- _Work to be completed_
Only lines that contain the word "present" are to be returned from the data below.

Extracted records

================================

//! Persistence of fetch outcomes: idempotent upserts plus linking.

use tracing::{instrument, warn};

use shoplink_core::OrderId;

use crate::pipeline::fetch::{FetchOutcome, RefOutcome};
use crate::store::{LedgerStore, LinkOutcome, StoreError, UpsertOutcome};

/// Counters from persisting one order's fetch outcomes.
#[derive(Debug, Default, Clone, Copy, PartialEq, Eq)]
pub struct WriteSummary {
    /// References processed (every outcome, whatever it was).
    pub references: usize,
    /// Supplier orders stored for the first time.
    pub created: usize,
    /// Supplier orders refreshed in place.
    pub updated: usize,
    /// References the supplier had no order for.
    pub absent: usize,
    /// References whose fetch failed after every retry.
    pub failed: usize,
    /// Links established this run.
    pub linked: usize,
    /// Links that already pointed at this order.
    pub already_linked: usize,
    /// References already linked to a different order; their links were kept.
    pub conflicts: usize,
}

impl WriteSummary {
    /// Merge another summary into this one.
    pub fn absorb(&mut self, other: Self) {
        self.references += other.references;
        self.created += other.created;
        self.updated += other.updated;
        self.absent += other.absent;
        self.failed += other.failed;
        self.linked += other.linked;
        self.already_linked += other.already_linked;
        self.conflicts += other.conflicts;
    }
}

/// Persist fetch outcomes for one storefront order and link each stored
/// supplier order to it.
///
/// Linking never steals: a supplier order already pointing at a different
/// storefront order keeps its link, and the conflict is logged and counted.
///
/// # Errors
///
/// Returns `StoreError` if an upsert or link write fails.
#[instrument(skip(store, outcomes), fields(order_id = %order_id, outcomes = outcomes.len()))]
pub async fn persist_outcomes<L>(
    store: &L,
    order_id: &OrderId,
    outcomes: Vec<RefOutcome>,
) -> Result<WriteSummary, StoreError>
where
    L: LedgerStore + ?Sized,
{
    let mut summary = WriteSummary::default();

    for RefOutcome { reference, outcome } in outcomes {
        summary.references += 1;
        match outcome {
            FetchOutcome::Fetched(fetched) => {
                match store.upsert_supplier_order(&fetched).await? {
                    UpsertOutcome::Created => summary.created += 1,
                    UpsertOutcome::Updated => summary.updated += 1,
                }
                match store.link_supplier_order(&reference, order_id).await? {
                    LinkOutcome::Linked => summary.linked += 1,
                    LinkOutcome::AlreadyLinked => summary.already_linked += 1,
                    LinkOutcome::Conflict { existing } => {
                        warn!(
                            reference = %reference,
                            existing = %existing,
                            "reference already linked to a different order; keeping existing link"
                        );
                        summary.conflicts += 1;
                    }
                }
            }
            FetchOutcome::Absent => summary.absent += 1,
            FetchOutcome::Failed(err) => {
                warn!(reference = %reference, error = %err, "fetch failed; will retry next sync");
                summary.failed += 1;
            }
        }
    }

    Ok(summary)
}

#[cfg(test)]
#[allow(clippy::unwrap_used)]
mod tests {
    use super::*;
    use chrono::{TimeZone, Utc};
    use rust_decimal_macros::dec;

    use shoplink_core::SupplierOrderRef;

    use crate::models::{FetchedSupplierOrder, SupplierOrder};
    use crate::sources::SourceError;
    use crate::store::MemoryStore;

    fn reference() -> SupplierOrderRef {
        "12-34567-89012".parse().unwrap()
    }

    fn fetched() -> FetchedSupplierOrder {
        FetchedSupplierOrder {
            order: SupplierOrder {
                reference: reference(),
                status: "Completed".to_string(),
                total: dec!(20.00),
                currency: "AUD".to_string(),
                created_at: Utc.with_ymd_and_hms(2025, 2, 10, 0, 0, 0).unwrap(),
                payment_status: "Paid".to_string(),
                storefront_order_id: None,
            },
            items: Vec::new(),
        }
    }

    #[tokio::test]
    async fn test_persist_is_idempotent() {
        let store = MemoryStore::new();
        let order_id = OrderId::new("gid://shopify/Order/1");

        let outcomes = || {
            vec![RefOutcome {
                reference: reference(),
                outcome: FetchOutcome::Fetched(fetched()),
            }]
        };

        let first = persist_outcomes(&store, &order_id, outcomes()).await.unwrap();
        assert_eq!(first.created, 1);
        assert_eq!(first.linked, 1);

        let second = persist_outcomes(&store, &order_id, outcomes()).await.unwrap();
        assert_eq!(second.created, 0);
        assert_eq!(second.updated, 1);
        assert_eq!(second.linked, 0);
        assert_eq!(second.already_linked, 1);
    }

    #[tokio::test]
    async fn test_conflicting_link_is_kept_and_counted() {
        let store = MemoryStore::new();
        let first_order = OrderId::new("gid://shopify/Order/1");
        let second_order = OrderId::new("gid://shopify/Order/2");

        let outcome = |o: FetchOutcome| {
            vec![RefOutcome {
                reference: reference(),
                outcome: o,
            }]
        };

        persist_outcomes(&store, &first_order, outcome(FetchOutcome::Fetched(fetched())))
            .await
            .unwrap();
        let summary = persist_outcomes(
            &store,
            &second_order,
            outcome(FetchOutcome::Fetched(fetched())),
        )
        .await
        .unwrap();

        assert_eq!(summary.conflicts, 1);
        let stored = store.get_supplier_order(&reference()).await.unwrap().unwrap();
        assert_eq!(stored.storefront_order_id, Some(first_order));
    }

    #[tokio::test]
    async fn test_absent_and_failed_store_nothing() {
        let store = MemoryStore::new();
        let order_id = OrderId::new("gid://shopify/Order/1");

        let summary = persist_outcomes(
            &store,
            &order_id,
            vec![
                RefOutcome {
                    reference: reference(),
                    outcome: FetchOutcome::Absent,
                },
                RefOutcome {
                    reference: "99-00000-11111".parse().unwrap(),
                    outcome: FetchOutcome::Failed(SourceError::Transient("timeout".into())),
                },
            ],
        )
        .await
        .unwrap();

        assert_eq!(summary.absent, 1);
        assert_eq!(summary.failed, 1);
        assert!(store.get_supplier_order(&reference()).await.unwrap().is_none());
    }
}
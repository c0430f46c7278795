//! Domain models persisted by the ledger store.
//!
//! Monetary amounts are `rust_decimal::Decimal` in the currency's standard
//! unit; currencies are ISO 4217 codes as reported by the sources.

mod order;
mod spend;
mod supplier;

pub use order::{Fulfillment, LineItem, StorefrontOrder};
pub use spend::DailySpend;
pub use supplier::{FetchedSupplierOrder, SupplierOrder, SupplierOrderItem, SupplierOrderState};
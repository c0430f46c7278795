//! Configuration loaded from environment variables.
//!
//! Every component receives its configuration explicitly through a
//! constructor; nothing reads the process environment after startup.
//!
//! # Environment Variables
//!
//! ## Required
//! - `SHOPLINK_DATABASE_URL` - `PostgreSQL` connection string (falls back to
//!   `DATABASE_URL`)
//! - `SHOPIFY_STORE` - storefront domain (e.g., your-store.myshopify.com)
//! - `SHOPIFY_ACCESS_TOKEN` - Admin API access token
//! - `EBAY_OAUTH_TOKEN` - supplier API OAuth token
//!
//! ## Optional
//! - `SHOPIFY_API_VERSION` - API version (default: 2024-10)
//! - `EBAY_API_BASE` - supplier API base URL (default: <https://api.ebay.com>)
//! - `META_ACCESS_TOKEN` / `META_AD_ACCOUNT_ID` - ad platform credentials
//!   (both or neither; ad-spend sync is disabled when absent)
//! - `FETCH_MAX_ATTEMPTS` - attempts per supplier reference (default: 3)
//! - `FETCH_BASE_DELAY_MS` - first retry delay (default: 500)
//! - `FETCH_BACKOFF_MULTIPLIER` - delay multiplier per retry (default: 2)
//! - `FETCH_CONCURRENCY` - concurrent supplier fetches (default: 10)

use std::time::Duration;

use secrecy::SecretString;
use thiserror::Error;

/// Configuration errors that can occur during loading.
///
/// Any of these is fatal: configuration is validated before pipeline work
/// begins.
#[derive(Debug, Error)]
pub enum ConfigError {
    #[error("Missing environment variable: {0}")]
    MissingEnvVar(String),
    #[error("Invalid environment variable {0}: {1}")]
    InvalidEnvVar(String, String),
}

/// Top-level application configuration.
#[derive(Debug, Clone)]
pub struct AppConfig {
    /// `PostgreSQL` connection URL (contains password).
    pub database_url: SecretString,
    /// Marketplace (storefront) API configuration.
    pub shopify: ShopifyConfig,
    /// Supplier API configuration.
    pub ebay: EbayConfig,
    /// Ad platform configuration (optional - disables spend sync if absent).
    pub meta: Option<MetaConfig>,
    /// Supplier fetch retry/concurrency policy.
    pub fetch: FetchConfig,
}

/// Shopify Admin API configuration.
///
/// Implements `Debug` manually to redact the access token.
#[derive(Clone)]
pub struct ShopifyConfig {
    /// Store domain (e.g., your-store.myshopify.com).
    pub store: String,
    /// API version (e.g., 2024-10).
    pub api_version: String,
    /// Admin API access token.
    pub access_token: SecretString,
}

impl std::fmt::Debug for ShopifyConfig {
    fn fmt(&self, f: &mut std::fmt::Formatter<'_>) -> std::fmt::Result {
        f.debug_struct("ShopifyConfig")
            .field("store", &self.store)
            .field("api_version", &self.api_version)
            .field("access_token", &"[REDACTED]")
            .finish()
    }
}

/// Supplier (eBay) API configuration.
///
/// Implements `Debug` manually to redact the OAuth token.
#[derive(Clone)]
pub struct EbayConfig {
    /// API base URL; overridable for tests and sandboxes.
    pub api_base: String,
    /// OAuth bearer token.
    pub oauth_token: SecretString,
}

impl std::fmt::Debug for EbayConfig {
    fn fmt(&self, f: &mut std::fmt::Formatter<'_>) -> std::fmt::Result {
        f.debug_struct("EbayConfig")
            .field("api_base", &self.api_base)
            .field("oauth_token", &"[REDACTED]")
            .finish()
    }
}

/// Ad platform (Meta) API configuration.
///
/// Implements `Debug` manually to redact the access token.
#[derive(Clone)]
pub struct MetaConfig {
    /// Graph API access token.
    pub access_token: SecretString,
    /// Ad account id (e.g., `act_1234567890`).
    pub ad_account_id: String,
}

impl std::fmt::Debug for MetaConfig {
    fn fmt(&self, f: &mut std::fmt::Formatter<'_>) -> std::fmt::Result {
        f.debug_struct("MetaConfig")
            .field("access_token", &"[REDACTED]")
            .field("ad_account_id", &self.ad_account_id)
            .finish()
    }
}

/// Retry and fan-out policy for supplier order fetches.
#[derive(Debug, Clone, PartialEq, Eq)]
pub struct FetchConfig {
    /// Total attempts per reference, including the first (minimum 1).
    pub max_attempts: u32,
    /// Delay before the first retry.
    pub base_delay: Duration,
    /// Each subsequent retry multiplies the delay by this factor.
    pub multiplier: u32,
    /// Maximum concurrent in-flight fetches. Bounded to stay under provider
    /// rate limits during large backfills.
    pub concurrency: usize,
}

impl Default for FetchConfig {
    fn default() -> Self {
        Self {
            max_attempts: 3,
            base_delay: Duration::from_millis(500),
            multiplier: 2,
            concurrency: 10,
        }
    }
}

impl AppConfig {
    /// Load configuration from environment variables.
    ///
    /// Calls `dotenvy::dotenv()` to load from `.env` file if present.
    ///
    /// # Errors
    ///
    /// Returns `ConfigError` if required variables are missing or invalid.
    pub fn from_env() -> Result<Self, ConfigError> {
        // Load .env file if present (ignore errors if not found)
        let _ = dotenvy::dotenv();

        Ok(Self {
            database_url: get_database_url("SHOPLINK_DATABASE_URL")?,
            shopify: ShopifyConfig::from_env()?,
            ebay: EbayConfig::from_env()?,
            meta: MetaConfig::from_env()?,
            fetch: FetchConfig::from_env()?,
        })
    }
}

impl ShopifyConfig {
    fn from_env() -> Result<Self, ConfigError> {
        Ok(Self {
            store: get_required_env("SHOPIFY_STORE")?,
            api_version: get_env_or_default("SHOPIFY_API_VERSION", "2024-10"),
            access_token: get_required_secret("SHOPIFY_ACCESS_TOKEN")?,
        })
    }
}

impl EbayConfig {
    fn from_env() -> Result<Self, ConfigError> {
        Ok(Self {
            api_base: get_env_or_default("EBAY_API_BASE", "https://api.ebay.com"),
            oauth_token: get_required_secret("EBAY_OAUTH_TOKEN")?,
        })
    }
}

impl MetaConfig {
    /// Both variables must be set together; neither disables spend sync.
    fn from_env() -> Result<Option<Self>, ConfigError> {
        let access_token = get_optional_env("META_ACCESS_TOKEN");
        let ad_account_id = get_optional_env("META_AD_ACCOUNT_ID");

        match (access_token, ad_account_id) {
            (Some(token), Some(account)) => Ok(Some(Self {
                access_token: SecretString::from(token),
                ad_account_id: account,
            })),
            (None, None) => Ok(None),
            _ => Err(ConfigError::InvalidEnvVar(
                "META_*".to_string(),
                "Both META_ACCESS_TOKEN and META_AD_ACCOUNT_ID must be set together".to_string(),
            )),
        }
    }
}

impl FetchConfig {
    fn from_env() -> Result<Self, ConfigError> {
        let max_attempts = parse_env_or("FETCH_MAX_ATTEMPTS", 3)?;
        if max_attempts == 0 {
            return Err(ConfigError::InvalidEnvVar(
                "FETCH_MAX_ATTEMPTS".to_string(),
                "must be at least 1".to_string(),
            ));
        }
        let concurrency = parse_env_or("FETCH_CONCURRENCY", 10)?;
        if concurrency == 0 {
            return Err(ConfigError::InvalidEnvVar(
                "FETCH_CONCURRENCY".to_string(),
                "must be at least 1".to_string(),
            ));
        }

        Ok(Self {
            max_attempts,
            base_delay: Duration::from_millis(parse_env_or("FETCH_BASE_DELAY_MS", 500)?),
            multiplier: parse_env_or("FETCH_BACKOFF_MULTIPLIER", 2)?,
            concurrency,
        })
    }
}

// =============================================================================
// Helper Functions
// =============================================================================

/// Get a required environment variable.
fn get_required_env(key: &str) -> Result<String, ConfigError> {
    std::env::var(key).map_err(|_| ConfigError::MissingEnvVar(key.to_string()))
}

/// Get a required environment variable as a secret.
fn get_required_secret(key: &str) -> Result<SecretString, ConfigError> {
    Ok(SecretString::from(get_required_env(key)?))
}

/// Get database URL with fallback to generic `DATABASE_URL`.
fn get_database_url(primary_key: &str) -> Result<SecretString, ConfigError> {
    if let Ok(value) = std::env::var(primary_key) {
        return Ok(SecretString::from(value));
    }
    if let Ok(value) = std::env::var("DATABASE_URL") {
        return Ok(SecretString::from(value));
    }
    Err(ConfigError::MissingEnvVar(primary_key.to_string()))
}

/// Get an optional environment variable.
fn get_optional_env(key: &str) -> Option<String> {
    std::env::var(key).ok()
}

/// Get an environment variable with a default value.
fn get_env_or_default(key: &str, default: &str) -> String {
    std::env::var(key).unwrap_or_else(|_| default.to_string())
}

/// Parse an environment variable, using a default when unset.
fn parse_env_or<T: std::str::FromStr>(key: &str, default: T) -> Result<T, ConfigError>
where
    T::Err: std::fmt::Display,
{
    match std::env::var(key) {
        Ok(raw) => raw
            .parse::<T>()
            .map_err(|e| ConfigError::InvalidEnvVar(key.to_string(), e.to_string())),
        Err(_) => Ok(default),
    }
}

================================

- _Written response_
    /// Calls `dotenvy::dotenv()` to load from `.env` file if present.
        // Load .env file if present (ignore errors if not found)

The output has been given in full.